Try it: In the records below, find the line holding "progress::annotate(&mut forest, policy);" and the line holding "itself is never". Set down both, with every line between them, exactly.

(Dataset excerpts)

# # #

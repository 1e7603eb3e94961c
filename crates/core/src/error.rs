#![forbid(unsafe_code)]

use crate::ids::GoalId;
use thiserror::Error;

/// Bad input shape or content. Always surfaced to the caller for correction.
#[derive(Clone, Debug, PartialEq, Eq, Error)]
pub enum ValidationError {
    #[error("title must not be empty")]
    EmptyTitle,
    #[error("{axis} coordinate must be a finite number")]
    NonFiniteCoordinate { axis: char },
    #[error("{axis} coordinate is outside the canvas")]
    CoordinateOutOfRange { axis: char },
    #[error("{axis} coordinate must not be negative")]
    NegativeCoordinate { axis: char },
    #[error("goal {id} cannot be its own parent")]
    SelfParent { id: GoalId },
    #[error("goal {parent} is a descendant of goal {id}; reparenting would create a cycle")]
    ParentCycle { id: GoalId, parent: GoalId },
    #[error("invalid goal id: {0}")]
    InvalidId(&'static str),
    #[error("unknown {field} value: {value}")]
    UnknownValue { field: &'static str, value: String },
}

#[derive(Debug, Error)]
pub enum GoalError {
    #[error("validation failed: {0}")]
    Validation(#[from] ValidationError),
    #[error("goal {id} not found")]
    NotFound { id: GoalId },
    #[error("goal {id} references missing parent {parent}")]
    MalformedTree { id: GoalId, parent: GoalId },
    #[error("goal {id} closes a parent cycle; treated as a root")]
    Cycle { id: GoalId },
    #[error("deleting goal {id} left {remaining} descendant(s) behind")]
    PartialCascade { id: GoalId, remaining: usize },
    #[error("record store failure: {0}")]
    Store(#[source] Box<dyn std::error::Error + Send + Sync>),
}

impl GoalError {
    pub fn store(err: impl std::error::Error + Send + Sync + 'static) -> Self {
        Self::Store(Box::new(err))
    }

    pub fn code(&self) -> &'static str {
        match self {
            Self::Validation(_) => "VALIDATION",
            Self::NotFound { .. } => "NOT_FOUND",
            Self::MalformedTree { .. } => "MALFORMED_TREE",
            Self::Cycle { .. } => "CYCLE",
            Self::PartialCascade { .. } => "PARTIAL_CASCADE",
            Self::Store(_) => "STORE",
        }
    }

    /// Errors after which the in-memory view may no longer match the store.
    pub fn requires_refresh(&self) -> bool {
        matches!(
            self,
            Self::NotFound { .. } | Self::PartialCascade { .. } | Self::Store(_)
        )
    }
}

# # #

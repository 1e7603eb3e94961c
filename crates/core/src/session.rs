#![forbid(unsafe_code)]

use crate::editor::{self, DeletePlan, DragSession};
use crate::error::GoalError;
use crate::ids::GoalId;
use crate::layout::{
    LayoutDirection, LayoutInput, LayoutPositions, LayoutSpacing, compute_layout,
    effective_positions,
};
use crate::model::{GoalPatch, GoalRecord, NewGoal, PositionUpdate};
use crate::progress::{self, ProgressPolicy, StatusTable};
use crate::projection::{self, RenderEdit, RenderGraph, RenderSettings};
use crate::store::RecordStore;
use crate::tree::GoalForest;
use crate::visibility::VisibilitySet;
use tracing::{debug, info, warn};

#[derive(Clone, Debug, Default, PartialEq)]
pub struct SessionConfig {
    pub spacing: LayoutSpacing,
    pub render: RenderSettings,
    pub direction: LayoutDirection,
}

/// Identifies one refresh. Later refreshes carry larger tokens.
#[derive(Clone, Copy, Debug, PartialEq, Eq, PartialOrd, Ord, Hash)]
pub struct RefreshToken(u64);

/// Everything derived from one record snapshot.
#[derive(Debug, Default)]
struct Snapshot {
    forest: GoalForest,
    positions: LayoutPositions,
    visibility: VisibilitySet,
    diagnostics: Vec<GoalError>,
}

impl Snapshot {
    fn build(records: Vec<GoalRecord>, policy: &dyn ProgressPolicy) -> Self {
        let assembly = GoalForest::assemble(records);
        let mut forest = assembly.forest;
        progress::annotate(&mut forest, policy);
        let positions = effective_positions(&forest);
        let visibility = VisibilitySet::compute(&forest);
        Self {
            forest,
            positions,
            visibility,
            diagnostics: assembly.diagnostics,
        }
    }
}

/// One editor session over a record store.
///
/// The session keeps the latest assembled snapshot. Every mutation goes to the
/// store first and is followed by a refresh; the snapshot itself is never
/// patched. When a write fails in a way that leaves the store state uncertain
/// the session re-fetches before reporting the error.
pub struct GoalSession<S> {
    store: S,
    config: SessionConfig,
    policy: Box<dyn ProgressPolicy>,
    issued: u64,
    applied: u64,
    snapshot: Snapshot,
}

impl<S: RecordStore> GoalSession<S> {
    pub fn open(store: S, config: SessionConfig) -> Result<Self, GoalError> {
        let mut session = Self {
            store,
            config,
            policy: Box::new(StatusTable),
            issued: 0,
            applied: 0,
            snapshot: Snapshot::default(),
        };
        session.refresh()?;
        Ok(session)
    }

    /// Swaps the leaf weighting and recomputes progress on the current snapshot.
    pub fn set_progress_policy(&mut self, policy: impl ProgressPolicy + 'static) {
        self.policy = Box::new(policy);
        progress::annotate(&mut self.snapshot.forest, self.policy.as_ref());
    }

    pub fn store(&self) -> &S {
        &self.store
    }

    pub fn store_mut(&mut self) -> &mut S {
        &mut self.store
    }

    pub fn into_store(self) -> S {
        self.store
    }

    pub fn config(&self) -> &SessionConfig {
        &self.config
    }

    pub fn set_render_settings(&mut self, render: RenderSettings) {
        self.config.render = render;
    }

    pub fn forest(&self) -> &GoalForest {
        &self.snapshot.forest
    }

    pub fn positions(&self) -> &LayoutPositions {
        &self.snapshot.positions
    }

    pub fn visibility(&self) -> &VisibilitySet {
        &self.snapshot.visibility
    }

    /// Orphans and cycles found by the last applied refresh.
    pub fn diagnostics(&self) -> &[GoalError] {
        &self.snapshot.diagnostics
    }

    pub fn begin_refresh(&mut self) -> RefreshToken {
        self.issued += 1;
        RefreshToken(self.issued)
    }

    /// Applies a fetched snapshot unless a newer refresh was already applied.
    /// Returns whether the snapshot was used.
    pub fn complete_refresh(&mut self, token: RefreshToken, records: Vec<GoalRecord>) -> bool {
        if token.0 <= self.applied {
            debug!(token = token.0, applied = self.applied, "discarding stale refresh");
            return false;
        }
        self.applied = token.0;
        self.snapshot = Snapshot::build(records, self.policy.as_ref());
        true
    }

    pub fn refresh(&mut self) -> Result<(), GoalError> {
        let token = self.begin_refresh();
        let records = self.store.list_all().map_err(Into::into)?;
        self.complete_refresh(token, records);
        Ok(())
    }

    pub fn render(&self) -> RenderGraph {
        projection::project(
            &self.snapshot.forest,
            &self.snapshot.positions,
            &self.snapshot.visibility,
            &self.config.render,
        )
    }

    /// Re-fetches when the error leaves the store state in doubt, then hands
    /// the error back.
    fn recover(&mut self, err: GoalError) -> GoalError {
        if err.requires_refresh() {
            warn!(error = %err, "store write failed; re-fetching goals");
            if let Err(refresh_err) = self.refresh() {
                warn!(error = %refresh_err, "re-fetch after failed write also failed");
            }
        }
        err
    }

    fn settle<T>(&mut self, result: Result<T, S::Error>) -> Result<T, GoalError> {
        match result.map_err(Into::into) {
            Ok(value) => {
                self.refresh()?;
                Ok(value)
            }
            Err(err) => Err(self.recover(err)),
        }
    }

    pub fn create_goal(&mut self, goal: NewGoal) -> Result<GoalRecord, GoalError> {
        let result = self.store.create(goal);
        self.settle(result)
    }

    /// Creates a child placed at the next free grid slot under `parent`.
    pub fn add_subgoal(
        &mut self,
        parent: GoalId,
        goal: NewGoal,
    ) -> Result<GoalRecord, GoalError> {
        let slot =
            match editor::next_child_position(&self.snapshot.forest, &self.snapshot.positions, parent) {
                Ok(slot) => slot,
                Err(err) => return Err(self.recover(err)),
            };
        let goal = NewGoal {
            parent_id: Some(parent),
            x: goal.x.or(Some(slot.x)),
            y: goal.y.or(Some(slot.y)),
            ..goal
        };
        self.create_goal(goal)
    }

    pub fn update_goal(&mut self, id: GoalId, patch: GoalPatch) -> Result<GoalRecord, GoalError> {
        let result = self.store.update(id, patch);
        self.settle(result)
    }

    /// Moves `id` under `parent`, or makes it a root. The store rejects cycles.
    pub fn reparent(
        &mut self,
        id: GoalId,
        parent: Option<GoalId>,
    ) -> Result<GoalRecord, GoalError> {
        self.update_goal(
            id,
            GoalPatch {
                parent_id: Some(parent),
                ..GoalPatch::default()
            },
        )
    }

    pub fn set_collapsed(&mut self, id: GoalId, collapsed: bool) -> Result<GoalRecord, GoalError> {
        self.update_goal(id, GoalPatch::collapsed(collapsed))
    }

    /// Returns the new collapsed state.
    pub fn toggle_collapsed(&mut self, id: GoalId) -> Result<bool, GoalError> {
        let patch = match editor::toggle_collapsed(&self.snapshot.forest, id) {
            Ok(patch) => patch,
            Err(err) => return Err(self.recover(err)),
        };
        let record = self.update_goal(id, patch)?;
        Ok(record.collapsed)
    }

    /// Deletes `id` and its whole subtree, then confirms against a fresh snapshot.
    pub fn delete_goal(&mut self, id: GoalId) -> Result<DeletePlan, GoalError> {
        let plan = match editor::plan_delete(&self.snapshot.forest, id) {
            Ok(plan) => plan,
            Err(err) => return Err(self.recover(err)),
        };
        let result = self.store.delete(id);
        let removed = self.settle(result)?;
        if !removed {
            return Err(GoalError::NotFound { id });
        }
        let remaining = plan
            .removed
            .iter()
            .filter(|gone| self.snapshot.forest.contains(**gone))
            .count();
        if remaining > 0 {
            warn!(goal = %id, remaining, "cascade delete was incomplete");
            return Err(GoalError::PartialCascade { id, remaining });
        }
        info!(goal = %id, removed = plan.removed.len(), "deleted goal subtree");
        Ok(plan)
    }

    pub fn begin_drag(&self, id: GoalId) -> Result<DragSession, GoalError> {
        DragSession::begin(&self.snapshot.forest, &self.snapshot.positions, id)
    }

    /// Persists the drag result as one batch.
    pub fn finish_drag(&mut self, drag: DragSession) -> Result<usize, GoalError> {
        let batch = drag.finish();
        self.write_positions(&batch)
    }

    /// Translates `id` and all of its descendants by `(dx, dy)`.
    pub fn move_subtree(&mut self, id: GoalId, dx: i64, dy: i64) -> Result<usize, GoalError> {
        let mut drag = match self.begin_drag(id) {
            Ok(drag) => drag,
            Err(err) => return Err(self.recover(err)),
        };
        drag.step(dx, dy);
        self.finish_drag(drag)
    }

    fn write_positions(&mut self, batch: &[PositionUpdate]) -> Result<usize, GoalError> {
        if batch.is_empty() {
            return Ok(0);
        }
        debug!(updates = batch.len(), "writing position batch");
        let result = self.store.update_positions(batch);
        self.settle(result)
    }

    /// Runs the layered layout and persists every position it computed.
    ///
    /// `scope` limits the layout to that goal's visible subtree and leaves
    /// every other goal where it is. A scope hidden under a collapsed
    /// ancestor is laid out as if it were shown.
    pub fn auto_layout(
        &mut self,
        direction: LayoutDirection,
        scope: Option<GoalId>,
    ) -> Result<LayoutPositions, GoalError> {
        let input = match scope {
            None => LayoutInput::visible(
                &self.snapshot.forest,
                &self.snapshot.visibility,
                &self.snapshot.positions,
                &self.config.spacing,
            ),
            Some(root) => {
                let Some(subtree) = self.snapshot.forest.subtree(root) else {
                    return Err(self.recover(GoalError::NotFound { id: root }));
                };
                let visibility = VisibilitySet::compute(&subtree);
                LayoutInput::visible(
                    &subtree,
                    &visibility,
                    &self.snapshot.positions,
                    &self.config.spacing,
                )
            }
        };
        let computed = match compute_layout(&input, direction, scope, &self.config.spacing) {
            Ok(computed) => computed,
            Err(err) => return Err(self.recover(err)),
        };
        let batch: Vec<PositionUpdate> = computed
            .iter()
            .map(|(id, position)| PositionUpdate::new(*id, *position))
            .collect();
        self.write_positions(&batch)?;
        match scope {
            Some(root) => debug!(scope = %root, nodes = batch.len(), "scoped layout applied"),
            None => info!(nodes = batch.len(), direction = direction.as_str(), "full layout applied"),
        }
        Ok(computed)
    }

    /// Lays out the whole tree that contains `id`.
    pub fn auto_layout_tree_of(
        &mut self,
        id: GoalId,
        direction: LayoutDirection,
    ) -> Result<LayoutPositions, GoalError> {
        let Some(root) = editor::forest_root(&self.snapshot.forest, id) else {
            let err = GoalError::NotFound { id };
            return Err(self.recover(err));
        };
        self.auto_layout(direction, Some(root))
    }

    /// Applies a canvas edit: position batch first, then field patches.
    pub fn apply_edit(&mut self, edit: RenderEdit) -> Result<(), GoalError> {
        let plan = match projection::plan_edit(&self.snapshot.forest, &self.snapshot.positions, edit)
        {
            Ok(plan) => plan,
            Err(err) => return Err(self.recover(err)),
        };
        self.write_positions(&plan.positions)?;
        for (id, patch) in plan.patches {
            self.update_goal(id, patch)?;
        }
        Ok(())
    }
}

# # #

Response:
        progress::annotate(&mut forest, policy);
        let positions = effective_positions(&forest);
        let visibility = VisibilitySet::compute(&forest);
        Self {
            forest,
            positions,
            visibility,
            diagnostics: assembly.diagnostics,
        }
    }
}

/// One editor session over a record store.
///
/// The session keeps the latest assembled snapshot. Every mutation goes to the
/// store first and is followed by a refresh; the snapshot itself is never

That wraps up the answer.